RECORDS TO USE =>
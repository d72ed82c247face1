//! Image processing in pure Rust, with zero system dependencies.
//!
//! | Operation | Crate / function |
//! |---|---|
//! | **Identify** | `image::ImageReader::into_dimensions` |
//! | **Decode** | `image` decoders + EXIF orientation |
//! | **Resample** | Lanczos3 `resize_exact` |
//! | **Encode** | `JpegEncoder` (quality) / `PngEncoder` (lossless) |
//!
//! The module is split into:
//! - **Calculations**: Pure functions for dimension math (unit testable)
//! - **Parameters**: Data structures describing encode settings
//! - **Backend**: [`ImageBackend`] trait + [`RustBackend`]

pub mod backend;
mod calculations;
mod params;
pub mod rust_backend;

pub use backend::{BackendError, Dimensions, ImageBackend, Raster};
pub use calculations::{effective_floor, keeps_floor, min_scale_factor, scaled_dimensions};
pub use params::{EncodeSetting, PngCompression, Quality};
pub use rust_backend::RustBackend;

WHAT IS BEING ASKED =>
All lines from the one containing "describing encode settings" through the end of the records, both ends included, are to be quoted exactly; please add nothing else.

OUTPUT FOR THIS EXERCISE =>
//! - **Parameters**: Data structures describing encode settings
//! - **Backend**: [`ImageBackend`] trait + [`RustBackend`]

pub mod backend;
mod calculations;
mod params;
pub mod rust_backend;

pub use backend::{BackendError, Dimensions, ImageBackend, Raster};
pub use calculations::{effective_floor, keeps_floor, min_scale_factor, scaled_dimensions};
pub use params::{EncodeSetting, PngCompression, Quality};
pub use rust_backend::RustBackend;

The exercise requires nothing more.